Fortunately my yanked back muscle or whatever this is seems to be healing, though I'm still very stiff and sore when I get out of bed. Yesterday I swallowed only one dose of Tylenol and managed to do my house chores and even walk my usual two-plus miles, so that was an improvement over the day before, when I was running entirely on acetaminophen and having a hard time putting on my socks. But I'm not sleeping well--body discomfort plus busy thoughts, always a winning combination--which accounts for why I'm writing to you so early on a Saturday morning.
Still, it's nice to be quiet and untethered, even if I have to be awake. I like knowing that T is asleep, that Chuck is roaming the floors, that the lamps glow and the furnace groans and coffee steams in the pot. The weekend already feels so brief: on Monday I'm heading to Vermont to visit my parents for a couple of days, and then as soon as I return I'll drop into extreme busyness again: end-of-year teaching lunacy, conference prep, stacks of editing, gardening. But now is a little window of peace.
Speaking of the conference, we are completely full! Wait list only! And with a number of new participants signed up alongside some regulars! I'm so pleased, and relieved. Every year I doom-talk myself into imagining it won't run, no one will show up, the program's a bust, that's it, give up, etc. You know that conversation: who else can you trust to be your own worst enemy?

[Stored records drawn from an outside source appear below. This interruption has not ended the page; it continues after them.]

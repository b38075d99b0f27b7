//! Embedding domain module.
//!
//! Vector search needs the query text as a vector of the same dimension as
//! the target index. The provider is external; a dimension mismatch is
//! reported by the database, not checked here.

mod error;
mod http;

use async_trait::async_trait;

pub use error::EmbeddingError;
pub use http::{EmbeddingFormat, HttpEmbedder};

/// Turns query text into an embedding vector.
#[async_trait]
pub trait Embedder: Send + Sync {
    async fn embed(&self, text: &str) -> Result<Vec<f32>, EmbeddingError>;
}
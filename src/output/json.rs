//! JSON output formatter for machine processing
//!
//! This module provides:
//! - JSON serialization of the run report
//! - Summary counts alongside per-ecosystem outcomes

use crate::domain::{DependencyReport, EcosystemStatus, Outcome, RunReport};
use crate::output::{OutputFormatter, Verbosity};
use serde::Serialize;
use std::io::Write;

/// JSON formatter for machine-readable output
pub struct JsonFormatter {
    /// Skipped dependencies are only listed in verbose mode
    verbosity: Verbosity,
}

impl JsonFormatter {
    /// Create a new JSON formatter
    pub fn new(verbosity: Verbosity) -> Self {
        Self { verbosity }
    }
}

#[derive(Serialize)]
struct JsonOutput<'a> {
    repository: &'a str,
    dry_run: bool,
    summary: JsonSummary,
    ecosystems: Vec<JsonEcosystem<'a>>,
}

#[derive(Serialize)]
struct JsonSummary {
    submitted: usize,
    not_submitted: usize,
    skipped: usize,
    failed: usize,
}

#[derive(Serialize)]
struct JsonEcosystem<'a> {
    ecosystem: &'a str,
    status: &'a EcosystemStatus,
    #[serde(skip_serializing_if = "Vec::is_empty")]
    dependencies: Vec<&'a DependencyReport>,
}

impl OutputFormatter for JsonFormatter {
    fn format(&self, report: &RunReport, writer: &mut dyn Write) -> std::io::Result<()> {
        let ecosystems = report
            .ecosystems
            .iter()
            .map(|eco| JsonEcosystem {
                ecosystem: eco.ecosystem.as_str(),
                status: &eco.status,
                dependencies: eco
                    .dependencies
                    .iter()
                    .filter(|d| {
                        self.verbosity == Verbosity::Verbose
                            || !matches!(d.outcome, Outcome::Skipped { .. })
                    })
                    .collect(),
            })
            .collect();

        let output = JsonOutput {
            repository: &report.repository,
            dry_run: report.dry_run,
            summary: JsonSummary {
                submitted: report.submitted_count(),
                not_submitted: report.not_submitted_count(),
                skipped: report.skipped_count(),
                failed: report.failed_count(),
            },
            ecosystems,
        };

        serde_json::to_writer_pretty(&mut *writer, &output)?;
        writeln!(writer)
    }
}

#[cfg(test)]
mod tests {
    use super::*;
    use crate::domain::{Ecosystem, EcosystemReport, SkipReason, UnlockScope};
    use serde_json::Value;

    fn report() -> RunReport {
        let mut cargo = EcosystemReport::new(Ecosystem::Cargo, EcosystemStatus::Processed);
        cargo.record(
            "serde",
            Some("1.0.100".to_string()),
            Outcome::Submitted {
                scope: UnlockScope::None,
                to: "1.0.200".to_string(),
                location: "https://github.com/acme/app/pull/1".to_string(),
            },
        );
        cargo.record(
            "log",
            Some("0.4.22".to_string()),
            Outcome::Skipped {
                reason: SkipReason::UpToDate,
            },
        );

        let mut report = RunReport::new("acme/app", false);
        report.add(cargo);
        report.add(EcosystemReport::new(Ecosystem::Docker, EcosystemStatus::Unsupported));
        report
    }

    fn render(verbosity: Verbosity) -> Value {
        let mut out = Vec::new();
        JsonFormatter::new(verbosity).format(&report(), &mut out).unwrap();
        serde_json::from_slice(&out).unwrap()
    }

    #[test]
    fn test_json_output() {
        let json = render(Verbosity::Normal);
        assert_eq!(json["repository"], "acme/app");
        assert_eq!(json["summary"]["submitted"], 1);
        assert_eq!(json["summary"]["skipped"], 1);

        let cargo = &json["ecosystems"][0];
        assert_eq!(cargo["ecosystem"], "cargo");
        assert_eq!(cargo["status"]["state"], "processed");
        assert_eq!(cargo["dependencies"].as_array().unwrap().len(), 1);
        assert_eq!(cargo["dependencies"][0]["outcome"]["status"], "submitted");
        assert_eq!(cargo["dependencies"][0]["outcome"]["to"], "1.0.200");

        assert_eq!(json["ecosystems"][1]["status"]["state"], "unsupported");
    }

    #[test]
    fn test_verbose_lists_skipped() {
        let json = render(Verbosity::Verbose);
        let deps = json["ecosystems"][0]["dependencies"].as_array().unwrap();
        assert_eq!(deps.len(), 2);
        assert_eq!(deps[1]["outcome"]["reason"], "up_to_date");
    }
}
//! Dependency files moved between fetch, rewrite and submit

use serde::{Deserialize, Serialize};

/// A manifest or lockfile and its content
#[derive(Debug, Clone, PartialEq, Eq, Serialize, Deserialize)]
pub struct DependencyFile {
    /// File name relative to the source directory (e.g. `package.json`)
    pub name: String,
    pub content: String,
}

impl DependencyFile {
    pub fn new(name: impl Into<String>, content: impl Into<String>) -> Self {
        Self {
            name: name.into(),
            content: content.into(),
        }
    }
}

/// Files fetched for one ecosystem, pinned to the commit they were read at
#[derive(Debug, Clone, PartialEq, Eq)]
pub struct FetchedFiles {
    pub files: Vec<DependencyFile>,
    /// Commit the files were read at; the base of any submitted change
    pub commit: String,
}

impl FetchedFiles {
    pub fn new(files: Vec<DependencyFile>, commit: impl Into<String>) -> Self {
        Self {
            files,
            commit: commit.into(),
        }
    }

    /// Looks up a file by name
    pub fn get(&self, name: &str) -> Option<&DependencyFile> {
        self.files.iter().find(|f| f.name == name)
    }

    /// Returns the first of `names` that was fetched
    pub fn first_of(&self, names: &[&str]) -> Option<&DependencyFile> {
        names.iter().find_map(|name| self.get(name))
    }
}

/// Manifest and lockfile names an ecosystem reads
#[derive(Debug, Clone, Copy, PartialEq, Eq)]
pub struct FileLayout {
    /// The manifest, required
    pub manifest: &'static str,
    /// Lockfiles and auxiliary files, fetched when present
    pub optional: &'static [&'static str],
}

impl FileLayout {
    pub fn all_names(&self) -> impl Iterator<Item = &'static str> {
        std::iter::once(self.manifest).chain(self.optional.iter().copied())
    }
}

#[cfg(test)]
mod tests {
    use super::*;

    #[test]
    fn test_fetched_files_lookup() {
        let fetched = FetchedFiles::new(
            vec![
                DependencyFile::new("package.json", "{}"),
                DependencyFile::new("package-lock.json", "{}"),
            ],
            "abc123",
        );
        assert!(fetched.get("package.json").is_some());
        assert!(fetched.get("yarn.lock").is_none());
        assert_eq!(
            fetched
                .first_of(&["yarn.lock", "package-lock.json"])
                .map(|f| f.name.as_str()),
            Some("package-lock.json")
        );
    }

    #[test]
    fn test_layout_names() {
        let layout = FileLayout {
            manifest: "Cargo.toml",
            optional: &["Cargo.lock"],
        };
        assert_eq!(
            layout.all_names().collect::<Vec<_>>(),
            vec!["Cargo.toml", "Cargo.lock"]
        );
    }
}
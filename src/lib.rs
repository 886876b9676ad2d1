//! depbot - dependency update orchestrator library
//!
//! For each requested package ecosystem of a repository, depbot:
//! - fetches the manifest and lockfiles from GitHub or a local checkout
//! - decides per dependency whether an update is possible and how much
//!   has to be unlocked for it
//! - rewrites the files and submits the change as a pull request or patch

pub mod backend;
pub mod cli;
pub mod config;
pub mod domain;
pub mod error;
pub mod logging;
pub mod manifest;
pub mod orchestrator;
pub mod output;
pub mod parser;
pub mod progress;
pub mod registry;
pub mod rewrite;
pub mod source;
pub mod submit;
pub mod update;
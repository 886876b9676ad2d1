//! crates.io API adapter
//!
//! Fetches crate version information from crates.io.
//! API endpoint: https://crates.io/api/v1/crates/{crate}
//!
//! Note: crates.io requires a User-Agent header (handled by HttpClient)
//! and has rate limiting (1 request/second).

use crate::domain::{Credentials, Ecosystem};
use crate::error::RegistryError;
use crate::registry::{HttpClient, RegistryAdapter};
use crate::update::{by_version, VersionInfo};
use async_trait::async_trait;
use chrono::{DateTime, Utc};
use serde::Deserialize;
use tokio::sync::Mutex;
use tokio::time::{Duration, Instant};

/// crates.io API base URL
const CRATES_IO_API_URL: &str = "https://crates.io/api/v1/crates";

/// Rate limit: 1 request per second
const RATE_LIMIT_INTERVAL: Duration = Duration::from_secs(1);

/// crates.io adapter with rate limiting
pub struct CratesIoAdapter {
    client: HttpClient,
    last_request: Mutex<Option<Instant>>,
}

/// crates.io crate response
#[derive(Debug, Deserialize)]
struct CratesIoResponse {
    versions: Vec<CrateVersion>,
}

#[derive(Debug, Deserialize)]
struct CrateVersion {
    num: String,
    created_at: String,
    yanked: bool,
}

impl CratesIoAdapter {
    /// Create a new crates.io adapter
    pub fn new(client: HttpClient) -> Self {
        Self {
            client,
            last_request: Mutex::new(None),
        }
    }

    /// Build the URL for a crate
    fn build_url(&self, crate_name: &str) -> String {
        format!("{}/{}", CRATES_IO_API_URL, crate_name)
    }

    /// Wait until a second has passed since the previous request
    async fn apply_rate_limit(&self) {
        let mut last_request = self.last_request.lock().await;

        if let Some(elapsed) = last_request.map(|t| t.elapsed()) {
            if elapsed < RATE_LIMIT_INTERVAL {
                tokio::time::sleep(RATE_LIMIT_INTERVAL - elapsed).await;
            }
        }

        *last_request = Some(Instant::now());
    }
}

fn versions_from_response(response: CratesIoResponse) -> Vec<VersionInfo> {
    let mut versions: Vec<VersionInfo> = response
        .versions
        .into_iter()
        .map(|v| {
            let info = match v.created_at.parse::<DateTime<Utc>>() {
                Ok(released_at) => VersionInfo::new(&v.num, released_at),
                Err(_) => VersionInfo::undated(&v.num),
            };
            if v.yanked {
                info.yanked()
            } else {
                info
            }
        })
        .collect();

    versions.sort_by(by_version);
    versions
}

#[async_trait]
impl RegistryAdapter for CratesIoAdapter {
    fn ecosystem(&self) -> Ecosystem {
        Ecosystem::Cargo
    }

    async fn fetch_versions(
        &self,
        crate_name: &str,
        credentials: &Credentials,
    ) -> Result<Vec<VersionInfo>, RegistryError> {
        self.apply_rate_limit().await;

        let url = self.build_url(crate_name);
        let response: CratesIoResponse = self
            .client
            .get_json(&url, credentials)
            .await
            .map_err(|e| RegistryError::from_http(crate_name, self.registry_name(), e))?;

        Ok(versions_from_response(response))
    }
}
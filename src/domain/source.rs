//! Repository coordinates for one run

use serde::{Deserialize, Serialize};
use std::fmt;
use std::str::FromStr;

/// Where manifests are read from and changes are submitted to
#[derive(Debug, Clone, Copy, PartialEq, Eq, Hash, Serialize, Deserialize, clap::ValueEnum)]
#[serde(rename_all = "snake_case")]
pub enum Provider {
    /// A repository on GitHub or GitHub Enterprise
    Github,
    /// An AWS CodeCommit repository; the hostname holds the AWS region
    Codecommit,
    /// A working tree on the local filesystem
    Local,
}

impl Provider {
    pub fn as_str(&self) -> &'static str {
        match self {
            Provider::Github => "github",
            Provider::Codecommit => "codecommit",
            Provider::Local => "local",
        }
    }
}

impl fmt::Display for Provider {
    fn fmt(&self, f: &mut fmt::Formatter<'_>) -> fmt::Result {
        f.write_str(self.as_str())
    }
}

impl FromStr for Provider {
    type Err = String;

    fn from_str(s: &str) -> Result<Self, Self::Err> {
        match s {
            "github" => Ok(Provider::Github),
            "codecommit" => Ok(Provider::Codecommit),
            "local" => Ok(Provider::Local),
            other => Err(format!("unknown provider '{}'", other)),
        }
    }
}

/// Repository coordinates, constant for a whole run
#[derive(Debug, Clone, PartialEq, Eq, Serialize, Deserialize)]
pub struct DependencySource {
    pub provider: Provider,
    /// Source-control host, e.g. `github.com`, or the AWS region for CodeCommit
    pub hostname: String,
    /// `owner/name` for GitHub, the repository name for CodeCommit, a filesystem path for local
    pub repository: String,
    /// Directory inside the repository holding the manifests, always starting with `/`
    pub directory: String,
    pub branch: String,
}

impl DependencySource {
    /// Creates a source, normalizing the directory to a leading `/` without a trailing one
    pub fn new(
        provider: Provider,
        hostname: impl Into<String>,
        repository: impl Into<String>,
        directory: &str,
        branch: impl Into<String>,
    ) -> Self {
        Self {
            provider,
            hostname: hostname.into(),
            repository: repository.into(),
            directory: normalize_directory(directory),
            branch: branch.into(),
        }
    }

    /// Returns true when the manifests live at the repository root
    pub fn is_root_directory(&self) -> bool {
        self.directory == "/"
    }

    /// Joins a file name onto the directory, without a leading `/`
    pub fn repo_path(&self, file_name: &str) -> String {
        let dir = self.directory.trim_start_matches('/');
        if dir.is_empty() {
            file_name.to_string()
        } else {
            format!("{}/{}", dir, file_name)
        }
    }
}

fn normalize_directory(directory: &str) -> String {
    let trimmed = directory.trim().trim_matches('/');
    if trimmed.is_empty() {
        "/".to_string()
    } else {
        format!("/{}", trimmed)
    }
}
//! Progress display for a run
//!
//! Prints one start line per ecosystem and one line per processed
//! dependency, with an indicatif spinner while waiting on the network.

use crate::domain::{Ecosystem, Outcome};
use colored::Colorize;
use indicatif::{ProgressBar, ProgressStyle};
use std::time::Duration;

/// Progress reporter for the orchestration loop
pub struct Progress {
    /// Whether progress display is enabled (disabled in quiet and JSON modes)
    enabled: bool,
    /// Current spinner
    bar: Option<ProgressBar>,
}

impl Progress {
    /// Create a new progress reporter
    pub fn new(enabled: bool) -> Self {
        Self { enabled, bar: None }
    }

    /// Create a disabled progress reporter
    pub fn disabled() -> Self {
        Self::new(false)
    }

    /// Show a spinner with a message for an indeterminate operation
    pub fn spinner(&mut self, message: &str) {
        if !self.enabled {
            return;
        }

        let spinner = ProgressBar::new_spinner();
        if let Ok(style) = ProgressStyle::default_spinner()
            .tick_chars("⠋⠙⠹⠸⠼⠴⠦⠧⠇⠏")
            .template("{spinner:.cyan} {msg}")
        {
            spinner.set_style(style);
        }
        spinner.set_message(message.to_string());
        spinner.enable_steady_tick(Duration::from_millis(80));
        self.bar = Some(spinner);
    }

    /// Finish and clear the current spinner
    pub fn finish_and_clear(&mut self) {
        if let Some(ref bar) = self.bar {
            bar.finish_and_clear();
        }
        self.bar = None;
    }

    /// Announce an ecosystem and spin while its files are fetched
    pub fn start_ecosystem(&mut self, ecosystem: Ecosystem, repository: &str) {
        self.println(fetching_line(ecosystem, repository).bold().to_string());
        self.spinner(&format!("Fetching {} files", ecosystem.display_name()));
    }

    /// Spin while a dependency is checked, rewritten and submitted
    pub fn start_dependency(&mut self, name: &str) {
        self.finish_and_clear();
        self.spinner(&format!("Updating {}", name));
    }

    /// Print the result line for a dependency
    pub fn dependency(&mut self, name: &str, from: Option<&str>, outcome: &Outcome) {
        self.finish_and_clear();
        let line = dependency_line(name, from, outcome);
        let line = match outcome {
            Outcome::Submitted { .. } => line.green().to_string(),
            Outcome::NotSubmitted { .. } => line.yellow().to_string(),
            Outcome::Skipped { .. } => line.dimmed().to_string(),
            Outcome::Failed { .. } => line.red().to_string(),
        };
        self.println(line);
    }

    /// Print a note about the current ecosystem
    pub fn note(&mut self, message: &str) {
        self.finish_and_clear();
        self.println(format!("  {}", message).dimmed().to_string());
    }

    pub fn done(&mut self) {
        self.finish_and_clear();
        self.println("Done".to_string());
    }

    fn println(&self, line: String) {
        if self.enabled {
            println!("{}", line);
        }
    }
}

impl Default for Progress {
    fn default() -> Self {
        Self::new(true)
    }
}

/// `Fetching <pm> dependency files for <repo>`
pub fn fetching_line(ecosystem: Ecosystem, repository: &str) -> String {
    format!("Fetching {} dependency files for {}", ecosystem, repository)
}

/// `  - Updating <name> (from <version>)… <outcome>`
pub fn dependency_line(name: &str, from: Option<&str>, outcome: &Outcome) -> String {
    let from = from.map(|v| format!(" (from {})", v)).unwrap_or_default();
    format!("  - Updating {}{}… {}", name, from, outcome)
}
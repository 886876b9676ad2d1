//! pyproject.toml parser for Python projects
//!
//! Handles:
//! - project.dependencies (PEP 621)
//! - project.optional-dependencies (PEP 621)
//! - tool.poetry.dependencies (Poetry)
//! - tool.poetry.dev-dependencies and tool.poetry.group.*.dependencies

use crate::domain::{Dependency, Ecosystem, VersionSpec};
use crate::error::ManifestError;
use crate::manifest::{build_pattern, replace_with_patterns, ManifestParser};
use crate::parser::{PythonVersionParser, VersionParser};
use regex::Regex;
use std::sync::LazyLock;
use toml::{Table, Value};

const FILE_NAME: &str = "pyproject.toml";

/// Parser for pyproject.toml files
pub struct PyprojectTomlParser;

// PEP 508 specifier: name, optional extras, then the version requirement
static PEP508_RE: LazyLock<Regex> = LazyLock::new(|| {
    Regex::new(r"^([A-Za-z0-9][A-Za-z0-9._-]*)\s*(?:\[[^\]]*\])?\s*([^;@]*)").unwrap()
});

impl ManifestParser for PyprojectTomlParser {
    fn parse(&self, content: &str) -> Result<Vec<Dependency>, ManifestError> {
        let toml: Table = toml::from_str(content)
            .map_err(|e: toml::de::Error| ManifestError::toml_parse_error(FILE_NAME, e.to_string()))?;

        let mut dependencies = Vec::new();
        let project = toml.get("project");

        if let Some(deps) = project
            .and_then(|p| p.get("dependencies"))
            .and_then(|d| d.as_array())
        {
            for dep in deps.iter().filter_map(|d| d.as_str()) {
                push_unique(&mut dependencies, parse_pep508_dependency(dep, false));
            }
        }

        if let Some(optional) = project
            .and_then(|p| p.get("optional-dependencies"))
            .and_then(|d| d.as_table())
        {
            for (group, deps) in optional {
                let is_dev = is_dev_group(group);
                for dep in deps.as_array().into_iter().flatten().filter_map(|d| d.as_str()) {
                    push_unique(&mut dependencies, parse_pep508_dependency(dep, is_dev));
                }
            }
        }

        let poetry = toml.get("tool").and_then(|t| t.get("poetry"));

        if let Some(deps) = poetry
            .and_then(|p| p.get("dependencies"))
            .and_then(|d| d.as_table())
        {
            for (name, value) in deps {
                // The interpreter constraint is not a package
                if name == "python" {
                    continue;
                }
                push_unique(&mut dependencies, parse_poetry_dependency(name, value, false));
            }
        }

        if let Some(deps) = poetry
            .and_then(|p| p.get("dev-dependencies"))
            .and_then(|d| d.as_table())
        {
            for (name, value) in deps {
                push_unique(&mut dependencies, parse_poetry_dependency(name, value, true));
            }
        }

        if let Some(groups) = poetry
            .and_then(|p| p.get("group"))
            .and_then(|g| g.as_table())
        {
            for (group_name, group) in groups {
                let is_dev = is_dev_group(group_name);
                if let Some(deps) = group.get("dependencies").and_then(|d| d.as_table()) {
                    for (name, value) in deps {
                        push_unique(&mut dependencies, parse_poetry_dependency(name, value, is_dev));
                    }
                }
            }
        }

        Ok(dependencies)
    }

    fn ecosystem(&self) -> Ecosystem {
        Ecosystem::Pip
    }

    fn file_name(&self) -> &'static str {
        FILE_NAME
    }

    fn update_requirement(
        &self,
        content: &str,
        package: &str,
        old: &str,
        new: &str,
    ) -> Result<String, ManifestError> {
        let name = regex::escape(package);
        let old = regex::escape(old);

        let patterns = [
            // "requests[security]>=2.28 ; python_version >= '3.8'"
            format!(r#"(["'](?i:{name})\s*(?:\[[^\]]*\])?\s*){old}(\s*(?:;[^"'\n]*)?["'])"#),
            // requests = "^2.28"
            format!(r#"(?m)(^\s*(?i:{name})\s*=\s*["']){old}(["'])"#),
            // requests = { version = "^2.28", extras = [...] }
            format!(r#"(?m)(^\s*(?i:{name})\s*=\s*\{{[^}}\n]*\bversion\s*=\s*["']){old}(["'])"#),
        ]
        .iter()
        .map(|p| build_pattern(FILE_NAME, package, p))
        .collect::<Result<Vec<_>, _>>()?;

        replace_with_patterns(content, &patterns, new)
            .ok_or_else(|| ManifestError::dependency_not_found(FILE_NAME, package))
    }
}

fn is_dev_group(group: &str) -> bool {
    matches!(group, "dev" | "test" | "tests" | "lint" | "typing")
}

fn push_unique(output: &mut Vec<Dependency>, dep: Option<Dependency>) {
    if let Some(dep) = dep {
        if !output.iter().any(|d| d.name.eq_ignore_ascii_case(&dep.name)) {
            output.push(dep);
        }
    }
}

fn declared(name: &str, spec: VersionSpec, is_dev: bool) -> Dependency {
    let dep = Dependency::declared(name, spec, Ecosystem::Pip, FILE_NAME);
    if is_dev {
        dep.dev()
    } else {
        dep
    }
}

/// Parses a PEP 508 string such as `requests>=2.28` or `numpy`
fn parse_pep508_dependency(dep_str: &str, is_dev: bool) -> Option<Dependency> {
    let caps = PEP508_RE.captures(dep_str.trim())?;
    let name = caps.get(1)?.as_str();
    let requirement = caps.get(2).map(|m| m.as_str().trim()).unwrap_or("");

    let spec = if requirement.is_empty() {
        VersionSpec::any()
    } else {
        PythonVersionParser.parse(requirement)?
    };

    Some(declared(name, spec, is_dev))
}

/// Parses a Poetry entry: a string or a table with a `version` key
fn parse_poetry_dependency(name: &str, value: &Value, is_dev: bool) -> Option<Dependency> {
    let version_str = match value {
        Value::String(s) => s.as_str(),
        Value::Table(t) => t.get("version")?.as_str()?,
        _ => return None,
    };

    Some(declared(name, PythonVersionParser.parse(version_str)?, is_dev))
}
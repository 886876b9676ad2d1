//! RubyGems API adapter
//!
//! Fetches gem version information from rubygems.org.
//! API endpoint: https://rubygems.org/api/v1/versions/{gem}.json
//!
//! Platform-specific builds of the same version are reported once.

use crate::domain::{Credentials, Ecosystem};
use crate::error::RegistryError;
use crate::registry::{HttpClient, RegistryAdapter};
use crate::update::{by_version, VersionInfo};
use async_trait::async_trait;
use chrono::{DateTime, Utc};
use serde::Deserialize;

/// RubyGems API base URL
const RUBYGEMS_API_URL: &str = "https://rubygems.org/api/v1/versions";

/// RubyGems adapter
pub struct RubyGemsAdapter {
    client: HttpClient,
}

#[derive(Debug, Deserialize)]
struct GemVersion {
    number: String,
    created_at: Option<String>,
}

impl RubyGemsAdapter {
    /// Create a new RubyGems adapter
    pub fn new(client: HttpClient) -> Self {
        Self { client }
    }

    fn build_url(&self, gem: &str) -> String {
        format!("{}/{}.json", RUBYGEMS_API_URL, gem)
    }
}

fn versions_from_response(response: Vec<GemVersion>) -> Vec<VersionInfo> {
    let mut versions: Vec<VersionInfo> = Vec::new();

    for gem in response {
        if versions.iter().any(|v| v.version == gem.number) {
            continue;
        }
        let released_at = gem
            .created_at
            .as_deref()
            .and_then(|t| t.parse::<DateTime<Utc>>().ok());
        versions.push(match released_at {
            Some(released_at) => VersionInfo::new(gem.number, released_at),
            None => VersionInfo::undated(gem.number),
        });
    }

    versions.sort_by(by_version);
    versions
}

#[async_trait]
impl RegistryAdapter for RubyGemsAdapter {
    fn ecosystem(&self) -> Ecosystem {
        Ecosystem::Bundler
    }

    async fn fetch_versions(
        &self,
        gem: &str,
        credentials: &Credentials,
    ) -> Result<Vec<VersionInfo>, RegistryError> {
        let url = self.build_url(gem);
        let response: Vec<GemVersion> = self
            .client
            .get_json(&url, credentials)
            .await
            .map_err(|e| RegistryError::from_http(gem, self.registry_name(), e))?;

        Ok(versions_from_response(response))
    }
}
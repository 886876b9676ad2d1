//! Update decisions for dependencies
//!
//! This module provides:
//! - Update filter configuration from CLI args
//! - Version info from registry with release date and requirements
//! - The update checker that answers eligibility queries from a registry
//! - The decision procedure that picks an unlock scope

mod checker;
mod decision;
mod filter;
mod version_info;

pub use checker::{RegistryUpdateChecker, UpdateChecker};
pub use decision::decide;
pub use filter::{parse_duration, UpdateFilter};
pub use version_info::{by_version, RequirementOn, VersionInfo};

Now that I've quelled the doom-talker, what I ought to do is design another Poetry Kitchen class for later this summer. I've had so much else to do lately that I haven't had the wherewithal to keep inventing classes. But I'm considering a generative poetry session based around the influence of the novel--maybe selections from Woolf, James, Bowen, Henry Green; maybe some Victorians as well . . . I haven't even begun to suss out how this might work, but it feels like it could be rich.
Friday, March 27, 2026
So a thing happened to me yesterday afternoon that I cannot tell you about for a few days . . . which I understand is an annoying teaser and you have every right to be irritated, but my thoughts have been so occupied by the surprise, pleasure, nerves, and elegy linked to this news that I can't refrain from acknowledging my state of mind. Fortunately I'll be busy today: finishing an editing project (I hope), dashing out for a haircut, then talking to Teresa about Aurora Leigh. In Florida we agreed in passing that we were moved and excited by the poem, but we didn't have any chance to talk more intently about what we were seeing. I'm looking forward to finding out what brilliant thoughts she's uncovering.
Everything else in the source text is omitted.